The most vital of them all for Wikidata is ORCiD; when your data "can be seen by everyone", we can retrieve your data, import it in Wikidata and make a "Scholia" for you. This is the Scholia of one of my favourite young academics. The import process (SourceMD) is broken at this time and this is my backlog of jobs to run.
Running a process for you will import co-authors and papers we do not know about. Given your global spread, it follows that your co-authors will have a similar global spread and this is an anti-dote to the Anglo-American bias we have in Wikidata and the Wikipedias. Particularly when I run a second job, a job will run for your co-authors with pubic ORCiD information as well, improving the subset of the data you are part of.
There are things you can do that have an impact on what we do:
- You can check your data, add what is missing, improve what is wrong or missing on your Wikidata item
- You can create/improve your ORCiD data and make it visible to everyone
- You can trust organisations like CrossRef to update your data in ORCiD on your behalf
- Please add your "name in native language" and indicate using the ISO 639 code the language it is in.

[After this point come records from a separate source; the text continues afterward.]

//! Placeholder deduplication and compaction.
//!
//! Runs in two passes. Dedup collapses placeholders that stand for the same
//! attribute name, or for structurally equal values, onto the first one seen.
//! Compaction then renames the survivors to `#n0, #n1, ..` and
//! `:v0, :v1, ..` in first-occurrence order. Compaction has to come second:
//! renaming first would hide duplicates from the dedup pass.

use std::collections::HashMap;

use fluentdb_model::AttributeValue;
use fluentdb_model::types::{ExpressionAttributeNames, ExpressionAttributeValues};

use super::compiled::CompiledExpression;

/// Deduplicate and compact the placeholders of a single expression.
#[must_use]
pub fn optimize(expr: CompiledExpression) -> CompiledExpression {
    let (mut texts, names, values) = optimize_texts(vec![expr.text], expr.names, expr.values);
    CompiledExpression {
        text: texts.pop().unwrap_or_default(),
        names,
        values,
    }
}

/// Optimize several expression texts that share one pair of placeholder maps.
///
/// Entries no text refers to are dropped.
pub(crate) fn optimize_texts(
    texts: Vec<String>,
    names: ExpressionAttributeNames,
    values: ExpressionAttributeValues,
) -> (
    Vec<String>,
    ExpressionAttributeNames,
    ExpressionAttributeValues,
) {
    let (texts, names, values) = dedup(texts, names, values);
    compact(texts, names, values)
}

fn dedup(
    texts: Vec<String>,
    names: ExpressionAttributeNames,
    values: ExpressionAttributeValues,
) -> (
    Vec<String>,
    ExpressionAttributeNames,
    ExpressionAttributeValues,
) {
    let mut renames: HashMap<String, String> = HashMap::new();
    {
        let mut first_name: HashMap<&str, &str> = HashMap::new();
        let mut first_value: HashMap<&AttributeValue, &str> = HashMap::new();
        for text in &texts {
            for token in tokens(text) {
                if renames.contains_key(token) {
                    continue;
                }
                let canonical = if let Some(name) = names.get(token) {
                    *first_name.entry(name.as_str()).or_insert(token)
                } else if let Some(value) = values.get(token) {
                    *first_value.entry(value).or_insert(token)
                } else {
                    continue;
                };
                renames.insert(token.to_owned(), canonical.to_owned());
            }
        }
    }

    let texts = texts.iter().map(|t| rewrite(t, &renames)).collect();
    let is_canonical = |k: &String| renames.get(k) == Some(k);
    let names = names.into_iter().filter(|(k, _)| is_canonical(k)).collect();
    let values = values.into_iter().filter(|(k, _)| is_canonical(k)).collect();
    (texts, names, values)
}

fn compact(
    texts: Vec<String>,
    names: ExpressionAttributeNames,
    values: ExpressionAttributeValues,
) -> (
    Vec<String>,
    ExpressionAttributeNames,
    ExpressionAttributeValues,
) {
    let mut renames: HashMap<String, String> = HashMap::new();
    let (mut next_name, mut next_value) = (0usize, 0usize);
    for text in &texts {
        for token in tokens(text) {
            if renames.contains_key(token) {
                continue;
            }
            if names.contains_key(token) {
                renames.insert(token.to_owned(), format!("#n{next_name}"));
                next_name += 1;
            } else if values.contains_key(token) {
                renames.insert(token.to_owned(), format!(":v{next_value}"));
                next_value += 1;
            }
        }
    }

    let texts = texts.iter().map(|t| rewrite(t, &renames)).collect();
    let names = names
        .into_iter()
        .filter_map(|(k, v)| renames.get(&k).map(|nk| (nk.clone(), v)))
        .collect();
    let values = values
        .into_iter()
        .filter_map(|(k, v)| renames.get(&k).map(|nk| (nk.clone(), v)))
        .collect();
    (texts, names, values)
}

fn is_token_byte(b: u8) -> bool {
    b.is_ascii_alphanumeric() || b == b'_'
}

/// Split `text` into literal runs (`Err`) and whole placeholder tokens (`Ok`).
fn segments(text: &str) -> Vec<Result<&str, &str>> {
    let bytes = text.as_bytes();
    let mut out = Vec::new();
    let (mut start, mut i) = (0, 0);
    while i < bytes.len() {
        let sigil = matches!(bytes[i], b'#' | b':');
        if sigil && bytes.get(i + 1).copied().is_some_and(is_token_byte) {
            if start < i {
                out.push(Err(&text[start..i]));
            }
            let mut end = i + 1;
            while end < bytes.len() && is_token_byte(bytes[end]) {
                end += 1;
            }
            out.push(Ok(&text[i..end]));
            start = end;
            i = end;
        } else {
            i += 1;
        }
    }
    if start < bytes.len() {
        out.push(Err(&text[start..]));
    }
    out
}

fn tokens(text: &str) -> impl Iterator<Item = &str> {
    segments(text).into_iter().filter_map(Result::ok)
}

fn rewrite(text: &str, renames: &HashMap<String, String>) -> String {
    let mut out = String::with_capacity(text.len());
    for segment in segments(text) {
        match segment {
            Ok(token) => out.push_str(renames.get(token).map_or(token, String::as_str)),
            Err(literal) => out.push_str(literal),
        }
    }
    out
}

#[cfg(test)]
mod tests {
    use super::*;

    fn expr(text: &str, names: &[(&str, &str)], values: &[(&str, &str)]) -> CompiledExpression {
        CompiledExpression {
            text: text.to_owned(),
            names: names
                .iter()
                .map(|(k, v)| ((*k).to_owned(), (*v).to_owned()))
                .collect(),
            values: values
                .iter()
                .map(|(k, v)| ((*k).to_owned(), AttributeValue::from(*v)))
                .collect(),
        }
    }

    #[test]
    fn test_should_merge_duplicate_names_and_values() {
        let input = expr(
            "#a=:b AND #c=:d",
            &[("#a", "status"), ("#c", "status")],
            &[(":b", "on"), (":d", "on")],
        );
        let out = optimize(input);
        assert_eq!(out.text, "#n0=:v0 AND #n0=:v0");
        assert_eq!(out.names.len(), 1);
        assert_eq!(out.values.len(), 1);
        assert_eq!(out.names["#n0"], "status");
        assert_eq!(out.values[":v0"], AttributeValue::from("on"));
    }

    #[test]
    fn test_should_compact_in_first_occurrence_order() {
        let input = expr(
            "#k_c=:k_d AND #k_a=:k_b",
            &[("#k_a", "x"), ("#k_c", "y")],
            &[(":k_b", "1"), (":k_d", "2")],
        );
        let out = optimize(input);
        assert_eq!(out.text, "#n0=:v0 AND #n1=:v1");
        assert_eq!(out.names["#n0"], "y");
        assert_eq!(out.names["#n1"], "x");
    }

    #[test]
    fn test_should_be_idempotent() {
        let input = expr(
            "(#a=:b OR #c<>:d) AND size(#e[0].#a)>:f",
            &[("#a", "p"), ("#c", "q"), ("#e", "p")],
            &[(":b", "1"), (":d", "1"), (":f", "3")],
        );
        let once = optimize(input);
        let twice = optimize(once.clone());
        assert_eq!(once, twice);
        assert_eq!(once.text, "(#n0=:v0 OR #n1<>:v0) AND size(#n0[0].#n0)>:v1");
    }

    #[test]
    fn test_should_drop_unused_entries() {
        let input = expr("#a", &[("#a", "x"), ("#z", "unused")], &[(":q", "v")]);
        let out = optimize(input);
        assert_eq!(out.names.len(), 1);
        assert!(out.values.is_empty());
    }

    #[test]
    fn test_should_not_split_longer_tokens() {
        let input = expr(
            "#a=:a AND #ab=:ab",
            &[("#a", "x"), ("#ab", "y")],
            &[(":a", "1"), (":ab", "2")],
        );
        let out = optimize(input);
        assert_eq!(out.text, "#n0=:v0 AND #n1=:v1");
    }

    fn values_expr(text: &str, values: Vec<(&str, AttributeValue)>) -> CompiledExpression {
        CompiledExpression {
            text: text.to_owned(),
            names: ExpressionAttributeNames::new(),
            values: values.into_iter().map(|(k, v)| (k.to_owned(), v)).collect(),
        }
    }

    #[test]
    fn test_should_merge_maps_built_in_different_order() {
        let mut first = HashMap::new();
        first.insert("a".to_owned(), AttributeValue::from(1));
        first.insert("b".to_owned(), AttributeValue::from(2));
        let mut second = HashMap::new();
        second.insert("b".to_owned(), AttributeValue::from(2));
        second.insert("a".to_owned(), AttributeValue::from(1));
        let input = values_expr(
            ":x=:y",
            vec![(":x", AttributeValue::M(first)), (":y", AttributeValue::M(second))],
        );
        let out = optimize(input);
        assert_eq!(out.text, ":v0=:v0");
        assert_eq!(out.values.len(), 1);
    }

    #[test]
    fn test_should_merge_sets_regardless_of_element_order() {
        let input = values_expr(
            ":x=:y AND :z=:w",
            vec![
                (":x", AttributeValue::string_set(["a", "b"])),
                (":y", AttributeValue::string_set(["b", "a"])),
                (":z", AttributeValue::number_set([1, 2])),
                (":w", AttributeValue::number_set([2, 1])),
            ],
        );
        let out = optimize(input);
        assert_eq!(out.text, ":v0=:v0 AND :v1=:v1");
        assert_eq!(out.values.len(), 2);
    }

    #[test]
    fn test_should_share_placeholders_across_texts() {
        let names: ExpressionAttributeNames = [
            ("#key_a".to_owned(), "pk".to_owned()),
            ("#filter_a".to_owned(), "pk".to_owned()),
        ]
        .into();
        let values: ExpressionAttributeValues = [
            (":key_b".to_owned(), AttributeValue::from("u1")),
            (":filter_b".to_owned(), AttributeValue::from("u1")),
        ]
        .into();
        let (texts, names, values) = optimize_texts(
            vec!["#key_a=:key_b".to_owned(), "#filter_a<>:filter_b".to_owned()],
            names,
            values,
        );
        assert_eq!(texts, vec!["#n0=:v0", "#n0<>:v0"]);
        assert_eq!(names.len(), 1);
        assert_eq!(values.len(), 1);
    }
}
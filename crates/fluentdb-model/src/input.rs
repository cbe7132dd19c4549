//! DynamoDB input types for the item-level operations.
//!
//! All input structs use `PascalCase` JSON field naming to match the DynamoDB
//! wire protocol (`awsJson1_0`). `None` fields, empty maps and empty vectors
//! are omitted, so a request never carries an empty placeholder map.

use std::collections::HashMap;

use serde::{Deserialize, Serialize};

use crate::types::{
    ExpressionAttributeNames, ExpressionAttributeValues, Item, Key, KeysAndAttributes,
    ReturnConsumedCapacity, ReturnItemCollectionMetrics, ReturnValue,
    ReturnValuesOnConditionCheckFailure, Select, TransactGetItem, TransactWriteItem, WriteRequest,
};

// ---------------------------------------------------------------------------
// Item CRUD
// ---------------------------------------------------------------------------

/// Input for the `GetItem` operation.
#[derive(Debug, Clone, Default, PartialEq, Serialize, Deserialize)]
#[serde(rename_all = "PascalCase")]
pub struct GetItemInput {
    /// The table containing the item.
    pub table_name: String,

    /// The primary key of the item to retrieve.
    pub key: Key,

    /// Use a strongly consistent read.
    #[serde(skip_serializing_if = "Option::is_none")]
    pub consistent_read: Option<bool>,

    /// The attributes to retrieve.
    #[serde(skip_serializing_if = "Option::is_none")]
    pub projection_expression: Option<String>,

    /// Substitution tokens for attribute names in an expression.
    #[serde(default, skip_serializing_if = "HashMap::is_empty")]
    pub expression_attribute_names: ExpressionAttributeNames,

    /// Level of detail about consumed capacity.
    #[serde(skip_serializing_if = "Option::is_none")]
    pub return_consumed_capacity: Option<ReturnConsumedCapacity>,
}

/// Input for the `PutItem` operation.
#[derive(Debug, Clone, Default, PartialEq, Serialize, Deserialize)]
#[serde(rename_all = "PascalCase")]
pub struct PutItemInput {
    /// The table to put the item into.
    pub table_name: String,

    /// The full item.
    pub item: Item,

    /// A condition that must hold for the put to succeed.
    #[serde(skip_serializing_if = "Option::is_none")]
    pub condition_expression: Option<String>,

    /// Substitution tokens for attribute names in an expression.
    #[serde(default, skip_serializing_if = "HashMap::is_empty")]
    pub expression_attribute_names: ExpressionAttributeNames,

    /// Substitution tokens for attribute values in an expression.
    #[serde(default, skip_serializing_if = "HashMap::is_empty")]
    pub expression_attribute_values: ExpressionAttributeValues,

    /// Attributes to return after the operation.
    #[serde(skip_serializing_if = "Option::is_none")]
    pub return_values: Option<ReturnValue>,

    /// What to return when the condition fails.
    #[serde(skip_serializing_if = "Option::is_none")]
    pub return_values_on_condition_check_failure: Option<ReturnValuesOnConditionCheckFailure>,

    /// Level of detail about consumed capacity.
    #[serde(skip_serializing_if = "Option::is_none")]
    pub return_consumed_capacity: Option<ReturnConsumedCapacity>,

    /// Whether item collection metrics are returned.
    #[serde(skip_serializing_if = "Option::is_none")]
    pub return_item_collection_metrics: Option<ReturnItemCollectionMetrics>,
}

/// Input for the `UpdateItem` operation.
#[derive(Debug, Clone, Default, PartialEq, Serialize, Deserialize)]
#[serde(rename_all = "PascalCase")]
pub struct UpdateItemInput {
    /// The table containing the item.
    pub table_name: String,

    /// The primary key of the item to update.
    pub key: Key,

    /// The attribute changes to apply.
    #[serde(skip_serializing_if = "Option::is_none")]
    pub update_expression: Option<String>,

    /// A condition that must hold for the update to succeed.
    #[serde(skip_serializing_if = "Option::is_none")]
    pub condition_expression: Option<String>,

    /// Substitution tokens for attribute names in an expression.
    #[serde(default, skip_serializing_if = "HashMap::is_empty")]
    pub expression_attribute_names: ExpressionAttributeNames,

    /// Substitution tokens for attribute values in an expression.
    #[serde(default, skip_serializing_if = "HashMap::is_empty")]
    pub expression_attribute_values: ExpressionAttributeValues,

    /// Attributes to return after the operation.
    #[serde(skip_serializing_if = "Option::is_none")]
    pub return_values: Option<ReturnValue>,

    /// What to return when the condition fails.
    #[serde(skip_serializing_if = "Option::is_none")]
    pub return_values_on_condition_check_failure: Option<ReturnValuesOnConditionCheckFailure>,

    /// Level of detail about consumed capacity.
    #[serde(skip_serializing_if = "Option::is_none")]
    pub return_consumed_capacity: Option<ReturnConsumedCapacity>,

    /// Whether item collection metrics are returned.
    #[serde(skip_serializing_if = "Option::is_none")]
    pub return_item_collection_metrics: Option<ReturnItemCollectionMetrics>,
}

/// Input for the `DeleteItem` operation.
#[derive(Debug, Clone, Default, PartialEq, Serialize, Deserialize)]
#[serde(rename_all = "PascalCase")]
pub struct DeleteItemInput {
    /// The table containing the item.
    pub table_name: String,

    /// The primary key of the item to delete.
    pub key: Key,

    /// A condition that must hold for the delete to succeed.
    #[serde(skip_serializing_if = "Option::is_none")]
    pub condition_expression: Option<String>,

    /// Substitution tokens for attribute names in an expression.
    #[serde(default, skip_serializing_if = "HashMap::is_empty")]
    pub expression_attribute_names: ExpressionAttributeNames,

    /// Substitution tokens for attribute values in an expression.
    #[serde(default, skip_serializing_if = "HashMap::is_empty")]
    pub expression_attribute_values: ExpressionAttributeValues,

    /// Attributes to return after the operation.
    #[serde(skip_serializing_if = "Option::is_none")]
    pub return_values: Option<ReturnValue>,

    /// What to return when the condition fails.
    #[serde(skip_serializing_if = "Option::is_none")]
    pub return_values_on_condition_check_failure: Option<ReturnValuesOnConditionCheckFailure>,

    /// Level of detail about consumed capacity.
    #[serde(skip_serializing_if = "Option::is_none")]
    pub return_consumed_capacity: Option<ReturnConsumedCapacity>,

    /// Whether item collection metrics are returned.
    #[serde(skip_serializing_if = "Option::is_none")]
    pub return_item_collection_metrics: Option<ReturnItemCollectionMetrics>,
}

// ---------------------------------------------------------------------------
// Query & Scan
// ---------------------------------------------------------------------------

/// Input for the `Query` operation.
#[derive(Debug, Clone, Default, PartialEq, Serialize, Deserialize)]
#[serde(rename_all = "PascalCase")]
pub struct QueryInput {
    /// The table to query.
    pub table_name: String,

    /// A secondary index to query instead of the table.
    #[serde(skip_serializing_if = "Option::is_none")]
    pub index_name: Option<String>,

    /// The condition on the key attributes.
    #[serde(skip_serializing_if = "Option::is_none")]
    pub key_condition_expression: Option<String>,

    /// A post-read filter on the matched items.
    #[serde(skip_serializing_if = "Option::is_none")]
    pub filter_expression: Option<String>,

    /// The attributes to retrieve.
    #[serde(skip_serializing_if = "Option::is_none")]
    pub projection_expression: Option<String>,

    /// Substitution tokens for attribute names in an expression.
    #[serde(default, skip_serializing_if = "HashMap::is_empty")]
    pub expression_attribute_names: ExpressionAttributeNames,

    /// Substitution tokens for attribute values in an expression.
    #[serde(default, skip_serializing_if = "HashMap::is_empty")]
    pub expression_attribute_values: ExpressionAttributeValues,

    /// `true` (default) for ascending key order, `false` for descending.
    #[serde(skip_serializing_if = "Option::is_none")]
    pub scan_index_forward: Option<bool>,

    /// The maximum number of items to evaluate per page.
    #[serde(skip_serializing_if = "Option::is_none")]
    pub limit: Option<i32>,

    /// The continuation token from a previous page.
    #[serde(default, skip_serializing_if = "HashMap::is_empty")]
    pub exclusive_start_key: Key,

    /// The attributes to be returned in the result.
    #[serde(skip_serializing_if = "Option::is_none")]
    pub select: Option<Select>,

    /// Use a strongly consistent read.
    #[serde(skip_serializing_if = "Option::is_none")]
    pub consistent_read: Option<bool>,

    /// Level of detail about consumed capacity.
    #[serde(skip_serializing_if = "Option::is_none")]
    pub return_consumed_capacity: Option<ReturnConsumedCapacity>,
}

/// Input for the `Scan` operation.
#[derive(Debug, Clone, Default, PartialEq, Serialize, Deserialize)]
#[serde(rename_all = "PascalCase")]
pub struct ScanInput {
    /// The table to scan.
    pub table_name: String,

    /// A secondary index to scan instead of the table.
    #[serde(skip_serializing_if = "Option::is_none")]
    pub index_name: Option<String>,

    /// A post-read filter on the scanned items.
    #[serde(skip_serializing_if = "Option::is_none")]
    pub filter_expression: Option<String>,

    /// The attributes to retrieve.
    #[serde(skip_serializing_if = "Option::is_none")]
    pub projection_expression: Option<String>,

    /// Substitution tokens for attribute names in an expression.
    #[serde(default, skip_serializing_if = "HashMap::is_empty")]
    pub expression_attribute_names: ExpressionAttributeNames,

    /// Substitution tokens for attribute values in an expression.
    #[serde(default, skip_serializing_if = "HashMap::is_empty")]
    pub expression_attribute_values: ExpressionAttributeValues,

    /// The maximum number of items to evaluate per page.
    #[serde(skip_serializing_if = "Option::is_none")]
    pub limit: Option<i32>,

    /// The continuation token from a previous page.
    #[serde(default, skip_serializing_if = "HashMap::is_empty")]
    pub exclusive_start_key: Key,

    /// The segment this request scans, for a parallel scan.
    #[serde(skip_serializing_if = "Option::is_none")]
    pub segment: Option<i32>,

    /// The total number of segments of a parallel scan.
    #[serde(skip_serializing_if = "Option::is_none")]
    pub total_segments: Option<i32>,

    /// The attributes to be returned in the result.
    #[serde(skip_serializing_if = "Option::is_none")]
    pub select: Option<Select>,

    /// Use a strongly consistent read.
    #[serde(skip_serializing_if = "Option::is_none")]
    pub consistent_read: Option<bool>,

    /// Level of detail about consumed capacity.
    #[serde(skip_serializing_if = "Option::is_none")]
    pub return_consumed_capacity: Option<ReturnConsumedCapacity>,
}

// ---------------------------------------------------------------------------
// Batch operations
// ---------------------------------------------------------------------------

/// Input for the `BatchGetItem` operation.
#[derive(Debug, Clone, Default, PartialEq, Serialize, Deserialize)]
#[serde(rename_all = "PascalCase")]
pub struct BatchGetItemInput {
    /// Table name to the keys and read options for that table.
    pub request_items: HashMap<String, KeysAndAttributes>,

    /// Level of detail about consumed capacity.
    #[serde(skip_serializing_if = "Option::is_none")]
    pub return_consumed_capacity: Option<ReturnConsumedCapacity>,
}

/// Input for the `BatchWriteItem` operation.
#[derive(Debug, Clone, Default, PartialEq, Serialize, Deserialize)]
#[serde(rename_all = "PascalCase")]
pub struct BatchWriteItemInput {
    /// Table name to the puts and deletes for that table.
    pub request_items: HashMap<String, Vec<WriteRequest>>,

    /// Level of detail about consumed capacity.
    #[serde(skip_serializing_if = "Option::is_none")]
    pub return_consumed_capacity: Option<ReturnConsumedCapacity>,

    /// Whether item collection metrics are returned.
    #[serde(skip_serializing_if = "Option::is_none")]
    pub return_item_collection_metrics: Option<ReturnItemCollectionMetrics>,
}

// ---------------------------------------------------------------------------
// Transactions
// ---------------------------------------------------------------------------

/// Input for the `TransactWriteItems` operation.
#[derive(Debug, Clone, Default, PartialEq, Serialize, Deserialize)]
#[serde(rename_all = "PascalCase")]
pub struct TransactWriteItemsInput {
    /// The actions to commit atomically.
    pub transact_items: Vec<TransactWriteItem>,

    /// Idempotency token for the transaction.
    #[serde(skip_serializing_if = "Option::is_none")]
    pub client_request_token: Option<String>,

    /// Level of detail about consumed capacity.
    #[serde(skip_serializing_if = "Option::is_none")]
    pub return_consumed_capacity: Option<ReturnConsumedCapacity>,

    /// Whether item collection metrics are returned.
    #[serde(skip_serializing_if = "Option::is_none")]
    pub return_item_collection_metrics: Option<ReturnItemCollectionMetrics>,
}

/// Input for the `TransactGetItems` operation.
#[derive(Debug, Clone, Default, PartialEq, Serialize, Deserialize)]
#[serde(rename_all = "PascalCase")]
pub struct TransactGetItemsInput {
    /// The reads to perform atomically.
    pub transact_items: Vec<TransactGetItem>,

    /// Level of detail about consumed capacity.
    #[serde(skip_serializing_if = "Option::is_none")]
    pub return_consumed_capacity: Option<ReturnConsumedCapacity>,
}
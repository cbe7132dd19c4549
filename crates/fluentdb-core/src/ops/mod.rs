//! Operation descriptions.
//!
//! One plain struct per operation kind, built with chainable setters. Shared
//! optional behaviour lives in the capability traits below; each operation
//! opts into the ones that make sense for it. Compilation into a wire input
//! goes through the crate-internal [`Compile`] trait, invoked by the
//! [`Store`](crate::Store).

mod batch;
mod item;
mod read;
mod transact;

pub use batch::{BatchGet, BatchWrite};
pub use item::{ConditionCheck, Delete, Get, Put, Update};
pub use read::{Query, Scan};
pub use transact::{MAX_TRANSACT_ITEMS, TransactGet, TransactItem, TransactWrite};

use fluentdb_model::AttributeValue;
use fluentdb_model::types::{Key, ReturnValue, ReturnValuesOnConditionCheckFailure};
use serde::Serialize;

use crate::error::{ClientError, ClientResult};
use crate::expression::{
    CompiledExpression, Condition, ExpressionBundle, ExpressionKind, UpdateOperation, Updates,
    compile_condition, compile_projection, compile_update,
};

/// Turns an operation description into its wire input.
pub(crate) trait Compile {
    /// The wire input type.
    type Input: Serialize;

    /// Validate and compile. Fails before anything is sent.
    fn compile(&self) -> ClientResult<Self::Input>;
}

/// Operations that support strongly consistent reads.
pub trait HasConsistentRead: Sized {
    #[doc(hidden)]
    fn consistent_read_slot(&mut self) -> &mut Option<bool>;

    /// Request a strongly consistent read.
    #[must_use]
    fn consistent_read(mut self, consistent: bool) -> Self {
        *self.consistent_read_slot() = Some(consistent);
        self
    }
}

/// Operations guarded by a condition expression.
pub trait HasCondition: Sized {
    #[doc(hidden)]
    fn condition_slot(&mut self) -> &mut Option<Condition>;

    #[doc(hidden)]
    fn on_condition_failure_slot(&mut self) -> &mut Option<ReturnValuesOnConditionCheckFailure>;

    /// Require `condition` to hold. Repeated calls are combined with `AND`.
    #[must_use]
    fn condition(mut self, condition: Condition) -> Self {
        let slot = self.condition_slot();
        *slot = Some(match slot.take() {
            Some(existing) => existing.and(condition),
            None => condition,
        });
        self
    }

    /// What to return when the condition fails.
    #[must_use]
    fn return_values_on_condition_check_failure(
        mut self,
        value: ReturnValuesOnConditionCheckFailure,
    ) -> Self {
        *self.on_condition_failure_slot() = Some(value);
        self
    }
}

/// Operations that can return item attributes.
pub trait HasReturnValues: Sized {
    #[doc(hidden)]
    fn return_values_slot(&mut self) -> &mut Option<ReturnValue>;

    /// Attributes to return after the write.
    #[must_use]
    fn return_values(mut self, value: ReturnValue) -> Self {
        *self.return_values_slot() = Some(value);
        self
    }
}

/// Operations that carry update actions.
///
/// Every setter validates its path immediately, so a malformed or disallowed
/// path fails at the call that introduces it.
pub trait HasUpdateOps: Sized {
    #[doc(hidden)]
    fn updates_slot(&mut self) -> &mut Updates;

    /// Append an arbitrary operation.
    fn apply(mut self, operation: UpdateOperation) -> ClientResult<Self> {
        self.updates_slot().push(operation)?;
        Ok(self)
    }

    /// `SET path = value`.
    fn set(self, path: impl Into<String>, value: impl Into<AttributeValue>) -> ClientResult<Self> {
        self.apply(UpdateOperation::Set {
            path: path.into(),
            value: value.into(),
            if_not_exists: false,
        })
    }

    /// `SET path = if_not_exists(path, value)`.
    fn set_if_not_exists(
        self,
        path: impl Into<String>,
        value: impl Into<AttributeValue>,
    ) -> ClientResult<Self> {
        self.apply(UpdateOperation::Set {
            path: path.into(),
            value: value.into(),
            if_not_exists: true,
        })
    }

    /// `REMOVE path`.
    fn remove(self, path: impl Into<String>) -> ClientResult<Self> {
        self.apply(UpdateOperation::Remove { path: path.into() })
    }

    /// `ADD path value`.
    fn add(self, path: impl Into<String>, value: impl Into<AttributeValue>) -> ClientResult<Self> {
        self.apply(UpdateOperation::Add {
            path: path.into(),
            value: value.into(),
        })
    }

    /// `DELETE path value`, removing set elements.
    fn delete(
        self,
        path: impl Into<String>,
        value: impl Into<AttributeValue>,
    ) -> ClientResult<Self> {
        self.apply(UpdateOperation::Delete {
            path: path.into(),
            value: value.into(),
        })
    }

    /// Append `value` (a list) to the end of the list at `path`.
    fn append(
        self,
        path: impl Into<String>,
        value: impl Into<AttributeValue>,
    ) -> ClientResult<Self> {
        self.apply(UpdateOperation::Append {
            path: path.into(),
            value: value.into(),
        })
    }

    /// Prepend `value` (a list) to the front of the list at `path`.
    fn prepend(
        self,
        path: impl Into<String>,
        value: impl Into<AttributeValue>,
    ) -> ClientResult<Self> {
        self.apply(UpdateOperation::Prepend {
            path: path.into(),
            value: value.into(),
        })
    }

    /// `SET path = path + value`.
    fn increment(
        self,
        path: impl Into<String>,
        value: impl Into<AttributeValue>,
    ) -> ClientResult<Self> {
        self.apply(UpdateOperation::Increment {
            path: path.into(),
            value: value.into(),
        })
    }

    /// `SET path = path - value`.
    fn decrement(
        self,
        path: impl Into<String>,
        value: impl Into<AttributeValue>,
    ) -> ClientResult<Self> {
        self.apply(UpdateOperation::Decrement {
            path: path.into(),
            value: value.into(),
        })
    }
}

/// A key has a partition component and at most one sort component.
pub(crate) fn validate_key(key: &Key) -> ClientResult<()> {
    match key.len() {
        1 | 2 => Ok(()),
        n => Err(ClientError::Validation(format!(
            "key must have one or two components, got {n}"
        ))),
    }
}

/// Compiles each expression of a request under its own prefix, then
/// optimizes them together.
#[derive(Debug, Default)]
pub(crate) struct BundleBuilder {
    bundle: ExpressionBundle,
}

impl BundleBuilder {
    pub(crate) fn condition(
        mut self,
        kind: ExpressionKind,
        condition: Option<&Condition>,
    ) -> ClientResult<Self> {
        if let Some(condition) = condition {
            self.push(kind, compile_condition(condition, kind.prefix())?);
        }
        Ok(self)
    }

    pub(crate) fn projection(mut self, paths: &[String]) -> ClientResult<Self> {
        let kind = ExpressionKind::Projection;
        self.push(kind, compile_projection(paths, kind.prefix())?);
        Ok(self)
    }

    pub(crate) fn update(mut self, updates: &Updates) -> ClientResult<Self> {
        let kind = ExpressionKind::Update;
        self.push(kind, compile_update(updates.operations(), kind.prefix())?);
        Ok(self)
    }

    fn push(&mut self, kind: ExpressionKind, expr: CompiledExpression) {
        self.bundle.insert(kind, expr);
    }

    pub(crate) fn finish(self) -> ExpressionBundle {
        self.bundle.optimize()
    }
}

- Check if the authorities that are linked to you are indeed correct and do not link to a false friend
- Add your occupation
- Please add other authorities that know you.. ISNI for instance
- We love to have a (freely licensed) picture, it helps with disambiguation. You can upload it to Commons..
- Having a picture on the GYA website and on Google Scholar is why there are so many links to Google Scholar
So what is in it for us?
- We want people to know about science and learn about the scientific record
- We want people to write Wikipedia articles and your papers may be used as references.
- There are many gaps in our coverage of science. We know and it is improved one paper, one scientist at a time.. There is even the option to work on a specific subject.. like this one
Thanks,
GerardM
2 comments:
Thank you for yuor efforts!
Thanks for your tremendous help in getting more visibility to GYA and national young academies.